These workbooks are based upon [pandas in 10 minutes](https://pandas.pydata.org/pandas-docs/stable/getting_started/10min.html) and subsequent detailed tutorials.

# Pandas and numpy
* Pandas is -- in fact -- based upon `numpy` and `numpy.ndarray` concepts. 
* The convenience of Pandas comes from being higher-level. 
* In a detailed analysis, `numpy.ndarray` is often still required, e.g., for TensorFlow and related tools. 
* Thus, one has to understand "both levels of abstraction."

# Pandas vs. Numpy

| numpy | pandas |
|-------|--------|
| Strength is multidimensional arrays and tensors | Strength is spreadsheets and time series |
| Assumes integer axes | Allows axes based upon timestamp and other indexes |
| Assumes homogeneous types | Allows heterogeneous column types |
| Row queries are complex | Rpw queries are simple |
| Rudimentary csv handling | Advanced csv handling includes all special cases | 
 
# Why most people use Pandas
* Most data is in spreadsheets. 
* Unlike numpy, pandas makes reading spreadsheets trivial. 

# My advice 
* if your data is csv, then *read it into pandas and then reformat it into the appropriate numpy objects as needed.* 
Consider: 

In [None]:
%more data1.csv

In [1]:
import pandas as pd
data1 = pd.read_csv('data1.csv')
data1

Unnamed: 0,heading1,heading2,comments
0,1,2,"This is, of course, problematic in numpy"
1,3,4,"This is, too"


# Observations
* Pandas is tuned to read MS Excel spreadsheets. 
* You can thus stop worrying about commas in strings. 
* Printouts are made pretty via correct pretty-printing calls. 
* Row number/index is listed to left. 

# What happened to `numpy`? 
* `data1` is a `DataFrame`. 
* Each of the columns are represented in `numpy`

Consider

In [2]:
data1['heading1']

0    1
1    3
Name: heading1, dtype: int64

In [3]:
data1.heading1

0    1
1    3
Name: heading1, dtype: int64

In [4]:
type(data1)

pandas.core.frame.DataFrame

In [5]:
data1['heading1'].values

array([1, 3])

In [7]:
type(data1.heading1)

pandas.core.series.Series

*Numpy is still underneath!*



# The reality of higher-level abstractions
* Do one thing well. 
* Are relatively poor at doing other things. 

# Pandas is
* excellent at parsing spreadsheets. 
* relatively poor at numerical operations, at which `numpy` excels. 
* Absolutely horrible at tensors.

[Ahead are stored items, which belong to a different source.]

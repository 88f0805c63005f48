/*
 *
 *  *
 *  *      Copyright (c) 2018-2025, SnackCloud All rights reserved.
 *  *
 *  *   Redistribution and use in source and binary forms, with or without
 *  *   modification, are permitted provided that the following conditions are met:
 *  *
 *  *   Redistributions of source code must retain the above copyright notice,
 *  *   this list of conditions and the following disclaimer.
 *  *   Redistributions in binary form must reproduce the above copyright
 *  *   notice, this list of conditions and the following disclaimer in the
 *  *   documentation and/or other materials provided with the distribution.
 *  *   Neither the name of the www.snackcloud.cn developer nor the names of its
 *  *   contributors may be used to endorse or promote products derived from
 *  *   this software without specific prior written permission.
 *  *   Author: SnackCloud
 *  *
 *
 */

mod config;
mod errors;
mod keys;
mod kv;
mod queue;
mod registry;
mod service;
mod util;

pub use config::*;
pub use errors::*;
pub use keys::*;
pub use kv::*;
pub use queue::*;
pub use registry::*;
pub use service::*;
pub use util::*;
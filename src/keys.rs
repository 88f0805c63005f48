/*
 *
 *  *
 *  *      Copyright (c) 2018-2025, SnackCloud All rights reserved.
 *  *
 *  *   Redistribution and use in source and binary forms, with or without
 *  *   modification, are permitted provided that the following conditions are met:
 *  *
 *  *   Redistributions of source code must retain the above copyright notice,
 *  *   this list of conditions and the following disclaimer.
 *  *   Redistributions in binary form must reproduce the above copyright
 *  *   notice, this list of conditions and the following disclaimer in the
 *  *   documentation and/or other materials provided with the distribution.
 *  *   Neither the name of the www.snackcloud.cn developer nor the names of its
 *  *   contributors may be used to endorse or promote products derived from
 *  *   this software without specific prior written permission.
 *  *   Author: SnackCloud
 *  *
 *
 */

// Key templates instantiated by literal substitution. The base form (no
// suffix) is also the key of the per-lock serialization mutex.
const BASE_KEY: &str = "$INSTANCE:$NAMESPACE:$ID";
const STATUS_KEY: &str = "$INSTANCE:$NAMESPACE:$ID:lock";
const QUEUE_KEY: &str = "$INSTANCE:$NAMESPACE:$ID:q";
const QUEUE_NEXT_KEY: &str = "$INSTANCE:$NAMESPACE:$ID:qn";
const QUEUE_TIME_KEY: &str = "$INSTANCE:$NAMESPACE:$ID:qt";

/// The `(instance, namespace, id)` triple addressing a single lock.
#[derive(Debug, Clone, PartialEq, Eq, Hash)]
pub struct LockKey {
    pub instance: u32,
    pub namespace: String,
    pub id: String,
}

impl LockKey {
    pub fn new(instance: u32, namespace: impl Into<String>, id: impl Into<String>) -> Self {
        Self {
            instance,
            namespace: namespace.into(),
            id: id.into(),
        }
    }

    fn render(&self, template: &str) -> String {
        template
            .replace("$INSTANCE", &self.instance.to_string())
            .replace("$NAMESPACE", &self.namespace)
            .replace("$ID", &self.id)
    }

    /// Key holding the lock status value.
    pub fn status_key(&self) -> String {
        self.render(STATUS_KEY)
    }

    /// Key holding the comma-separated wait queue.
    pub fn queue_key(&self) -> String {
        self.render(QUEUE_KEY)
    }

    /// Key holding the queue id of the current grantee.
    pub fn next_key(&self) -> String {
        self.render(QUEUE_NEXT_KEY)
    }

    /// Key holding the handoff deadline in epoch nanoseconds.
    pub fn deadline_key(&self) -> String {
        self.render(QUEUE_TIME_KEY)
    }
}

impl std::fmt::Display for LockKey {
    fn fmt(&self, f: &mut std::fmt::Formatter<'_>) -> std::fmt::Result {
        write!(f, "{}", self.render(BASE_KEY))
    }
}

#[cfg(test)]
mod tests {
    use super::*;

    #[test]
    fn test_key_rendering() {
        let key = LockKey::new(1, "default", "r1");
        assert_eq!(key.status_key(), "1:default:r1:lock");
        assert_eq!(key.queue_key(), "1:default:r1:q");
        assert_eq!(key.next_key(), "1:default:r1:qn");
        assert_eq!(key.deadline_key(), "1:default:r1:qt");
        assert_eq!(key.to_string(), "1:default:r1");
    }

    #[test]
    fn test_keys_differ_per_lock() {
        let a = LockKey::new(1, "default", "a");
        let b = LockKey::new(1, "default", "b");
        let c = LockKey::new(2, "default", "a");
        assert_ne!(a.status_key(), b.status_key());
        assert_ne!(a.status_key(), c.status_key());
        assert_ne!(a.queue_key(), b.queue_key());
    }
}
use std::path::Path;

use anyhow::{bail, Result};
use serde::{Deserialize, Serialize};

use crate::annotator::{AnnotatedReport, RiskScore};

pub mod pdf;

pub use pdf::render_pdf;

/// Heading placed between the summary and the annotated report.
pub const REPORT_HEADER: &str = "Slither Report:";
/// Content used when an export is requested before any analysis has run.
pub const EMPTY_EXPORT: &str = "No report available.";

/// Flattened, human-readable document handed to the exporters.
#[derive(Debug, Clone, PartialEq, Eq, Serialize, Deserialize)]
pub struct ExportDocument {
    text: String,
}

impl ExportDocument {
    pub fn as_str(&self) -> &str {
        &self.text
    }
}

impl Default for ExportDocument {
    fn default() -> Self {
        Self {
            text: EMPTY_EXPORT.to_string(),
        }
    }
}

/// Join the summary and the plain-text annotated report under a fixed header.
pub fn build_export_document(summary: &str, annotated_plain_text: &str) -> ExportDocument {
    ExportDocument {
        text: format!("{summary}\n\n{REPORT_HEADER}\n{annotated_plain_text}"),
    }
}

/// Output encodings supported for exported reports.
#[derive(Debug, Clone, Copy, PartialEq, Eq, Serialize, Deserialize)]
#[serde(rename_all = "lowercase")]
pub enum ExportFormat {
    Text,
    Html,
    Pdf,
}

impl ExportFormat {
    /// Infer the format from a file extension (`.txt`, `.html`/`.htm`, `.pdf`).
    pub fn from_path(path: &Path) -> Result<Self> {
        let ext = path
            .extension()
            .and_then(|ext| ext.to_str())
            .map(str::to_ascii_lowercase);
        match ext.as_deref() {
            Some("txt") | Some("text") | Some("md") => Ok(Self::Text),
            Some("html") | Some("htm") => Ok(Self::Html),
            Some("pdf") => Ok(Self::Pdf),
            _ => bail!(
                "cannot infer export format from `{}`; use .txt, .html or .pdf",
                path.display()
            ),
        }
    }
}

/// Everything an exporter may need; the HTML page uses the markup, the rest the flat text.
#[derive(Debug, Clone, Copy)]
pub struct ExportInput<'a> {
    pub summary: &'a str,
    pub score: RiskScore,
    pub annotated: &'a AnnotatedReport,
    pub document: &'a ExportDocument,
}

/// Render an export into bytes ready to be written to disk.
pub fn render_export(input: &ExportInput<'_>, format: ExportFormat) -> Result<Vec<u8>> {
    match format {
        ExportFormat::Text => Ok(input.document.as_str().as_bytes().to_vec()),
        ExportFormat::Html => Ok(render_html_page(input).into_bytes()),
        ExportFormat::Pdf => render_pdf(input.document),
    }
}

fn render_html_page(input: &ExportInput<'_>) -> String {
    let band = input.score.band();
    let summary = input
        .summary
        .split("\n\n")
        .filter(|para| !para.trim().is_empty())
        .map(|para| format!("<p>{}</p>", html_escape(para).replace('\n', "<br>")))
        .collect::<Vec<_>>()
        .join("\n");

    format!(
        r#"<!DOCTYPE html>
<html lang="en">
<head>
    <meta charset="UTF-8">
    <title>Smart Contract Audit Report</title>
</head>
<body>
    <div class="risk-score-bar">
        <div style="width:{value}%;background:{color}">&nbsp;</div>
        <span>{score}</span>
    </div>
    {summary}<br><br>
    <strong>{header}</strong><br>{report}
</body>
</html>
"#,
        value = input.score.value(),
        color = band.color(),
        score = input.score,
        summary = summary,
        header = REPORT_HEADER,
        report = input.annotated.html,
    )
}

fn html_escape(s: &str) -> String {
    s.replace('&', "&amp;")
        .replace('<', "&lt;")
        .replace('>', "&gt;")
        .replace('"', "&quot;")
        .replace('\'', "&#39;")
}
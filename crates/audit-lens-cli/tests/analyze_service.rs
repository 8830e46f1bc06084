use std::net::TcpListener;
use std::thread;

use assert_cmd::Command;
use once_cell::sync::Lazy;
use predicates::prelude::*;

static RESPONSE: Lazy<String> = Lazy::new(|| {
    serde_json::json!({
        "slither_report": "INFO:Detectors:\nReentrancy in Bank.withdraw() WARNING\nERROR: integer overflow",
        "llm_summary": "Simulated audit summary."
    })
    .to_string()
});

/// Serve a single canned HTTP response on an ephemeral loopback port.
fn serve_once(status_line: &'static str, body: String) -> String {
    use std::io::{Read, Write};

    let listener = TcpListener::bind("127.0.0.1:0").unwrap();
    let addr = listener.local_addr().unwrap();
    thread::spawn(move || {
        if let Ok((mut stream, _)) = listener.accept() {
            let mut buf = [0u8; 8192];
            let _ = stream.read(&mut buf);
            let response = format!(
                "{status_line}\r\ncontent-type: application/json\r\ncontent-length: {}\r\nconnection: close\r\n\r\n{body}",
                body.len()
            );
            let _ = stream.write_all(response.as_bytes());
        }
    });
    format!("http://{addr}/analyze")
}

fn cli() -> Command {
    let mut cmd = Command::cargo_bin("audit-lens-cli").unwrap();
    cmd.env_remove("AUDIT_LENS_ENDPOINT")
        .env_remove("AUDIT_LENS_MAX_RETRIES")
        .env("AUDIT_LENS_TIMEOUT", "5s");
    cmd
}

#[test]
#[ignore = "requires loopback networking"]
fn analyze_prints_scored_report_and_exports_pdf() {
    let endpoint = serve_once("HTTP/1.1 200 OK", RESPONSE.clone());
    let dir = tempfile::tempdir().unwrap();
    let export = dir.path().join("audit_report.pdf");

    cli()
        .args([
            "--endpoint",
            &endpoint,
            "analyze",
            "--no-color",
            "--export",
            export.to_str().unwrap(),
        ])
        .write_stdin("contract Bank {}")
        .assert()
        .success()
        .stdout(predicate::str::contains("Risk Score: 83/100 (Low)"))
        .stdout(predicate::str::contains("Simulated audit summary."))
        .stdout(predicate::str::contains("Suggestion: Use a reentrancy guard"))
        .stdout(predicate::str::contains("Suggestion: Use SafeMath"));

    let bytes = std::fs::read(&export).unwrap();
    assert!(bytes.starts_with(b"%PDF-"));
}

#[test]
#[ignore = "requires loopback networking"]
fn analyze_raw_prints_body_verbatim() {
    let endpoint = serve_once("HTTP/1.1 200 OK", "raw <b>report</b>".to_string());

    cli()
        .args(["--endpoint", &endpoint, "analyze", "--raw"])
        .write_stdin("contract A {}")
        .assert()
        .success()
        .stdout(predicate::str::contains("raw <b>report</b>"))
        .stdout(predicate::str::contains("Risk Score").not());
}

#[test]
#[ignore = "requires loopback networking"]
fn analyze_server_error_is_coarse() {
    let endpoint = serve_once("HTTP/1.1 500 Internal Server Error", "{}".to_string());

    cli()
        .args(["--endpoint", &endpoint, "analyze"])
        .write_stdin("contract A {}")
        .assert()
        .failure()
        .stderr(predicate::str::contains("Error analyzing contract."));
}

#[test]
#[ignore = "requires loopback networking"]
fn export_write_failure_is_coarse() {
    let endpoint = serve_once("HTTP/1.1 200 OK", RESPONSE.clone());
    let dir = tempfile::tempdir().unwrap();
    let export = dir.path().join("missing").join("audit_report.txt");

    cli()
        .args([
            "--endpoint",
            &endpoint,
            "analyze",
            "--no-color",
            "--export",
            export.to_str().unwrap(),
        ])
        .write_stdin("contract Bank {}")
        .assert()
        .failure()
        .stderr(predicate::str::contains("Error analyzing contract."));
    assert!(!export.exists());
}
use anyhow::Result;
use serde::Serialize;
use tracing::{info, instrument};

use crate::annotator::{AnnotatedReport, Annotator, RiskBand, RiskScore, SeverityCounts};
use crate::client::AnalysisClient;
use crate::error::AuditError;
use crate::export::{build_export_document, ExportDocument, ExportInput};

/// Everything produced by one annotated analysis. Owned by the caller; nothing is cached.
#[derive(Debug, Clone, Serialize)]
pub struct AuditOutcome {
    pub summary: String,
    pub report: String,
    pub counts: SeverityCounts,
    pub score: RiskScore,
    pub band: RiskBand,
    pub annotated: AnnotatedReport,
    pub export: ExportDocument,
}

impl AuditOutcome {
    /// Score, annotate and flatten an already-fetched summary/report pair.
    pub fn from_parts(annotator: &Annotator, summary: &str, report: &str) -> Self {
        let counts = annotator.count_markers(report);
        let score = RiskScore::from_counts(&counts);
        let annotated = annotator.annotate(report);
        let export = build_export_document(summary, &annotated.plain_text);
        Self {
            summary: summary.to_string(),
            report: report.to_string(),
            counts,
            score,
            band: score.band(),
            annotated,
            export,
        }
    }

    pub fn export_input(&self) -> ExportInput<'_> {
        ExportInput {
            summary: &self.summary,
            score: self.score,
            annotated: &self.annotated,
            document: &self.export,
        }
    }
}

/// Unannotated response body from the plain-text flow.
#[derive(Debug, Clone, PartialEq, Eq, Serialize)]
pub struct RawOutcome {
    pub body: String,
}

/// Reject blank contract source before anything touches the network.
pub fn ensure_source(code: &str) -> Result<(), AuditError> {
    if code.trim().is_empty() {
        return Err(AuditError::EmptyInput);
    }
    Ok(())
}

/// Submit source, then score and annotate the returned report.
#[instrument(name = "run_analysis", skip_all, fields(code_len = code.len()))]
pub async fn run_analysis<C>(
    client: &C,
    annotator: &Annotator,
    code: &str,
) -> Result<AuditOutcome>
where
    C: AnalysisClient + ?Sized,
{
    ensure_source(code)?;
    let response = client.analyze(code).await?;
    let summary = response.summary_or_placeholder();
    let report = response.report_or_placeholder();
    let outcome = AuditOutcome::from_parts(annotator, &summary, &report);
    info!(
        score = outcome.score.value(),
        band = ?outcome.band,
        lines = outcome.annotated.lines.len(),
        "analysis complete"
    );
    Ok(outcome)
}

/// Submit source and hand back the response body as-is.
#[instrument(name = "run_raw", skip_all, fields(code_len = code.len()))]
pub async fn run_raw<C>(client: &C, code: &str) -> Result<RawOutcome>
where
    C: AnalysisClient + ?Sized,
{
    ensure_source(code)?;
    let body = client.analyze_raw(code).await?;
    info!(body_len = body.len(), "raw analysis complete");
    Ok(RawOutcome { body })
}
use thiserror::Error;

/// Failures surfaced by an analysis session.
#[derive(Debug, Error)]
pub enum AuditError {
    #[error("no contract source provided")]
    EmptyInput,
    #[error("analysis service returned {status}: {body}")]
    Service { status: u16, body: String },
    #[error("failed to reach analysis service at {endpoint}")]
    Transport {
        endpoint: String,
        #[source]
        source: reqwest::Error,
    },
    #[error("analysis service sent an unreadable response: {0}")]
    InvalidResponse(String),
}

/// Invalid service configuration values.
#[derive(Debug, Error, Clone, PartialEq, Eq)]
pub enum SettingsError {
    #[error("`{key}` must not be blank")]
    BlankEndpoint { key: String },
    #[error("`{key}` must be an http(s) URL (got `{value}`)")]
    InvalidEndpoint { key: String, value: String },
    #[error("`{key}` is not a valid duration (got `{value}`, e.g. `30s`)")]
    InvalidTimeout { key: String, value: String },
    #[error("`{key}` must be a non-negative integer (got `{value}`)")]
    InvalidRetries { key: String, value: String },
}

My advice is simply *don't!* Use `numpy` instead. 

# Pandas joys
Compared to `numpy`
* Columns are accessed by name. 
* Everything prints prettily. 
* Row selection is intuitive.

Consider: 


In [None]:
data1[data1.heading1 > 1 ]

In [None]:
data1['sum'] = data1.heading1 + data1.heading2
data1

In [None]:
data1['approved'] = True
data1

# Observations
* Can access columns as if they are dictionaries. 
* Can access columns as if they are class members. 
* Can do column arithmetic. Result is a new column. 
* Can set a new column to the same value for all rows. 
* Can add columns to the `DataFrame` dynamically by using a new keyword for each new column. 

In [None]:
data1.loc[data1.heading1 > 2, 'heading2']

In [None]:
data1.loc[data1.heading1 > 2, 'heading2'] = 200
data1[data1.heading1 > 2]

# Whoa there! 

* What just happened? 
* You might recall that one of the major pains in `numpy` is that row data is immutable. 
* Here we managed to set a row and column based upon conditions upon all rows and columns. 
* `data1.loc[<row selector>, <column selector>] = <value>`
* This is difficult to understand, but really powerful. 
* It's also not all-powerful, and what it can't do is important. 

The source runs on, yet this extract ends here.